Attorneys for Rep. Max Miller said he fabricated testimony in court documents and in court to support a protection-order request against his ex-wife, a sharp turn in a bitter custody fight that now centers on whether his legal team misled the court.
In February, Miller’s lawyers filed a statement from the congressman saying his girlfriend was inside his home during a Feb. 1 custody exchange. He later declared in a notarized Feb. 27 statement that she was there the entire time, that she had given statements to DCFS and a private investigator, and that she did not hear any commotion. He also pointed to surveillance footage, including from a Ring doorbell system, and said it showed Emily Moreno in a good mood and showing no signs of domestic violence. During a court hearing on Feb. 27, he was asked whether the footage showed the girlfriend was present immediately before the exchange.
Moreno has said Miller grabbed her by the arm and shoved her against a wall during that Feb. 1 exchange.
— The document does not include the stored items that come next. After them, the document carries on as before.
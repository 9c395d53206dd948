//! 搜索 driver：对外只暴露“下一个代价下界”和“推进一步”，组合方式由上层决定。

use super::arena::Arenas;
use super::budget::BacktrackBudget;
use super::pin::PinPolicy;
use super::range::{Cost, Range};
use super::read::{ReadSet, Strand};
use super::source::{Anchor, ElementarySearch, SeedStart, SourceParams};
use crate::index::SearchIndex;

/// 一条读段搜索期间所有 driver 共用的上下文
pub struct SearchEnv<'a> {
    pub index: &'a dyn SearchIndex,
    pub reads: &'a ReadSet,
    pub arenas: &'a mut Arenas,
    pub seed_len: usize,
}

impl SearchEnv<'_> {
    /// 当前 mate 的有效种子长度
    pub fn effective_seed_len(&self, read_len: usize) -> usize {
        self.seed_len.min(read_len)
    }
}

/// 一个可增量推进的区间产生者。
///
/// `min_cost` 是之后产出的任何区间代价的下界，`None` 表示已结束；
/// `advance` 每次只做一个单位的工作，可能不产出区间。
pub trait SearchDriver {
    /// 为当前读段复位
    fn start(&mut self, env: &mut SearchEnv<'_>);

    fn min_cost(&self) -> Option<Cost>;

    fn advance(&mut self, env: &mut SearchEnv<'_>) -> Option<Range>;

    /// 该 driver 只搜索一条链时返回该链
    fn strand(&self) -> Option<Strand>;

    /// 上层报告了一个命中（用于链偏好）
    fn note_reported(&mut self, _strand: Strand) {}

    fn is_done(&self) -> bool {
        self.min_cost().is_none()
    }

    /// 一直推进到产出区间或结束
    fn next_range(&mut self, env: &mut SearchEnv<'_>) -> Option<Range> {
        while !self.is_done() {
            if let Some(r) = self.advance(env) {
                return Some(r);
            }
        }
        None
    }
}

/// 把一个基本搜索包成 driver：钉住策略在每条读段开始时按种子长度解析
#[derive(Debug)]
pub struct RangeSourceDriver {
    source: ElementarySearch,
    pins: PinPolicy,
    nudge_left: bool,
}

impl RangeSourceDriver {
    pub fn new(source: ElementarySearch, pins: PinPolicy, nudge_left: bool) -> Self {
        Self { source, pins, nudge_left }
    }

    pub fn source(&self) -> &ElementarySearch {
        &self.source
    }
}

impl SearchDriver for RangeSourceDriver {
    fn start(&mut self, env: &mut SearchEnv<'_>) {
        let read_len = env.reads.get(self.source.params().mate).map_or(0, |r| r.len());
        let limits = self.pins.resolve(env.effective_seed_len(read_len), self.nudge_left);
        self.source.start(env, limits);
    }

    fn min_cost(&self) -> Option<Cost> {
        self.source.min_cost()
    }

    fn advance(&mut self, env: &mut SearchEnv<'_>) -> Option<Range> {
        self.source.advance(env)
    }

    fn strand(&self) -> Option<Strand> {
        Some(self.source.params().strand)
    }
}

/// 由种子候选构造验证 driver：种子整段锁定，从读段 5' 端走完全长
#[derive(Debug)]
pub struct VerifierFactory {
    params: SourceParams,
    budget: Option<BacktrackBudget>,
}

impl VerifierFactory {
    pub fn new(params: SourceParams, budget: Option<BacktrackBudget>) -> Self {
        let params = SourceParams {
            anchor: Anchor::SeedEnd,
            report_exacts: true,
            half_and_half: false,
            ..params
        };
        Self { params, budget }
    }

    pub fn create(&self, seed: &Range, env: &SearchEnv<'_>) -> Option<RangeSourceDriver> {
        let read = env.reads.get(self.params.mate)?;
        let mut pattern = read.pattern(self.params.strand).to_vec();
        for e in &seed.edits {
            pattern[e.pos as usize] = e.ref_code;
        }
        let start = SeedStart { pattern, edits: seed.edits.clone(), penalty: seed.penalty };
        let budget = self.budget.as_ref().map(BacktrackBudget::share);
        let source = ElementarySearch::with_seed(self.params, budget, start);
        Some(RangeSourceDriver::new(source, PinPolicy::seed_locked(), true))
    }
}
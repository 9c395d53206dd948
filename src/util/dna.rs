pub const SIGMA: usize = 6; // {0:$, 1:A, 2:C, 3:G, 4:T, 5:N}

/// 可参与比对的碱基编码范围 [A, T]
pub const BASES: std::ops::RangeInclusive<u8> = 1..=4;

/// 读段中无法匹配任何参考碱基的编码
pub const N_CODE: u8 = 5;

#[inline]
pub fn to_alphabet(b: u8) -> u8 {
    if b == 0 { return 0; }
    match b.to_ascii_uppercase() {
        b'A' => 1,
        b'C' => 2,
        b'G' => 3,
        b'T' | b'U' => 4,
        _ => N_CODE, // map others to N
    }
}

#[inline]
pub fn from_alphabet(a: u8) -> u8 {
    match a {
        0 => b'$',
        1 => b'A',
        2 => b'C',
        3 => b'G',
        4 => b'T',
        _ => b'N',
    }
}

#[inline]
pub fn is_base(code: u8) -> bool {
    BASES.contains(&code)
}

pub fn normalize_seq(seq: &[u8]) -> Vec<u8> {
    let mut out = Vec::with_capacity(seq.len());
    for &b in seq {
        let up = b.to_ascii_uppercase();
        let nb = match up {
            b'A' | b'C' | b'G' | b'T' | b'N' => up,
            b'U' => b'T',
            _ => b'N',
        };
        out.push(nb);
    }
    out
}

/// ASCII 序列直接转换为编码序列
pub fn encode(seq: &[u8]) -> Vec<u8> {
    seq.iter().map(|&b| to_alphabet(b)).collect()
}

/// 编码层面的互补：A<->T, C<->G，其余（N / $）保持不变
#[inline]
pub fn complement_code(code: u8) -> u8 {
    match code {
        1..=4 => 5 - code,
        other => other,
    }
}

/// 编码序列的反向互补
pub fn revcomp_codes(codes: &[u8]) -> Vec<u8> {
    codes.iter().rev().map(|&c| complement_code(c)).collect()
}

#[inline]
pub fn complement(base: u8) -> u8 {
    match base.to_ascii_uppercase() {
        b'A' => b'T',
        b'C' => b'G',
        b'G' => b'C',
        b'T' | b'U' => b'A',
        _ => b'N',
    }
}

pub fn revcomp(seq: &[u8]) -> Vec<u8> {
    let mut out = Vec::with_capacity(seq.len());
    for &b in seq.iter().rev() {
        out.push(complement(b));
    }
    out
}

/// Phred+33 质量字符转数值，低于 '!' 的字符按 0 处理
#[inline]
pub fn phred(q: u8) -> u8 {
    q.saturating_sub(33)
}

/// 错配罚分。
///
/// `maq_round` 为真时沿用 MAQ 的做法：四舍五入到最近的 10，且不超过 30；
/// 否则直接使用 Phred 值。
#[inline]
pub fn mismatch_penalty(maq_round: bool, q: u8) -> u32 {
    let q = u32::from(q);
    if maq_round {
        (((q + 5) / 10) * 10).min(30)
    } else {
        q
    }
}
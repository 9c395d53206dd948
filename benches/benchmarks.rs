use criterion::{black_box, criterion_group, criterion_main, Criterion};

use seedmm_rust::index::{sa, IndexSide, ReferenceIndex, SearchIndex};
use seedmm_rust::search::{
    AlignerFactory, CollectSink, Cost, MatchResolver, Mate, Range, RangeCaches, Read, SeedConfig,
    Strand,
    UnpairedAlignerFactory,
};
use seedmm_rust::util::dna;

fn make_reference(len: usize) -> Vec<u8> {
    let bases = [b'A', b'C', b'G', b'T'];
    let mut seq = Vec::with_capacity(len);
    let mut x: u32 = 42;
    for _ in 0..len {
        x = x.wrapping_mul(1_103_515_245).wrapping_add(12_345);
        seq.push(bases[(x >> 16) as usize % 4]);
    }
    seq
}

fn build_index(seq: &[u8]) -> ReferenceIndex {
    ReferenceIndex::build(&[("bench".to_string(), seq.to_vec())], 64, 16).expect("index")
}

/// 在给定偏移处替换为另一个碱基
fn mutate(read: &[u8], offsets: &[usize]) -> Vec<u8> {
    let mut out = read.to_vec();
    for &i in offsets {
        out[i] = match out[i] {
            b'A' => b'C',
            b'C' => b'G',
            b'G' => b'T',
            _ => b'A',
        };
    }
    out
}

fn bench_search(c: &mut Criterion, name: &str, seed_mms: u8, edits: &[usize]) {
    let reference = make_reference(20_000);
    let index = build_index(&reference);
    let cfg = SeedConfig { seed_mms, ..SeedConfig::default() };
    let factory = UnpairedAlignerFactory::new(&index, cfg).expect("factory");
    let mut aligner = factory.create();
    let read = Read::with_uniform_quality("bench", &mutate(&reference[5_000..5_036], edits), b'I');
    let mut sink = CollectSink::new();

    c.bench_function(name, |b| {
        b.iter(|| {
            sink.clear();
            black_box(aligner.align(black_box(&read), &mut sink).expect("align"));
        })
    });
}

fn bench_exact_36bp(c: &mut Criterion) {
    bench_search(c, "search_0mm_36bp", 0, &[]);
}

fn bench_one_mismatch_36bp(c: &mut Criterion) {
    bench_search(c, "search_1mm_36bp", 1, &[3]);
}

fn bench_two_mismatches_36bp(c: &mut Criterion) {
    bench_search(c, "search_2mm_36bp", 2, &[2, 20]);
}

fn bench_cached_resolution(c: &mut Criterion) {
    let reference = make_reference(20_000);
    let index = build_index(&reference);
    let codes = dna::encode(&reference[1_000..1_008]);
    let (mut top, mut bot) = index.full_range(IndexSide::Forward);
    for &code in codes.iter().rev() {
        (top, bot) = index.backward_step(IndexSide::Forward, code, top, bot);
    }
    let range = Range {
        top,
        bot,
        side: IndexSide::Forward,
        strand: Strand::Forward,
        mate: Mate::One,
        len: codes.len(),
        edits: Vec::new(),
        cost: Cost::default(),
        penalty: 0,
    };
    let mut resolver = MatchResolver::new(RangeCaches::new(64), false);

    c.bench_function("locate_8bp_cached", |b| {
        b.iter(|| {
            black_box(resolver.locate(&index, black_box(&range)).expect("locate"));
        })
    });
}

fn bench_build_sa(c: &mut Criterion) {
    let reference = make_reference(10_000);
    let text: Vec<u8> = dna::encode(&reference).into_iter().chain(std::iter::once(0u8)).collect();

    c.bench_function("build_sa_10k", |b| {
        b.iter(|| {
            black_box(sa::build_sa(black_box(&text)));
        })
    });
}

criterion_group!(
    benches,
    bench_exact_36bp,
    bench_one_mismatch_36bp,
    bench_two_mismatches_36bp,
    bench_cached_resolution,
    bench_build_sa
);
criterion_main!(benches);
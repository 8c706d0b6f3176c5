//! Error types for doablestore

use std::io;
use std::path::PathBuf;

use crate::kind::EntityKind;

/// Result type alias for doablestore operations
pub type Result<T> = std::result::Result<T, Error>;

/// Error types for entity store operations
#[derive(Debug, thiserror::Error)]
pub enum Error {
    /// No file backs the requested entity
    #[error("{kind} '{id}' not found")]
    NotFound {
        /// Kind of the missing entity
        kind: EntityKind,
        /// Requested id
        id: String,
    },

    /// The id cannot be used as a file name
    #[error("invalid id: {0:?}")]
    InvalidId(String),

    /// The file exists but does not hold a valid entity
    #[error("cannot decode {}: {source}", path.display())]
    Decode {
        /// File that failed to decode
        path: PathBuf,
        /// Underlying JSON error
        source: serde_json::Error,
    },

    /// The entity could not be serialized
    #[error("cannot encode entity: {0}")]
    Encode(#[source] serde_json::Error),

    /// I/O error
    #[error("I/O error on {}: {source}", path.display())]
    Io {
        /// Path the operation touched
        path: PathBuf,
        /// Underlying I/O error
        source: io::Error,
    },
}

impl Error {
    pub(crate) fn io(path: impl Into<PathBuf>, source: io::Error) -> Self {
        Error::Io {
            path: path.into(),
            source,
        }
    }

    /// True when the error means "no such entity"
    pub fn is_not_found(&self) -> bool {
        matches!(self, Error::NotFound { .. })
    }
}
Nearly two weeks later, Miller’s attorneys told Moreno’s lawyers they had learned the girlfriend was not likely present at his home during the child exchange, though they still argued the video-recorded handoff showed no altercation between Miller and Moreno. On Monday, Moreno’s lawyer Andrew Zashin demanded that Miller’s legal team drop or amend the request for a protection order against Moreno. After the lawyers declined, Zashin filed a motion on Wednesday asking the court to sanction them and order them to pay Moreno’s attorney fees.
Zashin called the congressman’s civil domestic violence claims meritless and said they were being used as leverage in the contested custody case. Miller brought the domestic violence case against Moreno in a bid to block her from seeing their 2-year-old daughter, making the accuracy of his sworn statements central to both the protection-order fight and the custody dispute.
The latest filing does not explain how the mistaken claim about the girlfriend’s presence was made, but it leaves Miller’s side facing a harder question than the one that started this case: whether the protection-order request can survive after his own lawyers said the testimony underpinning it was not true.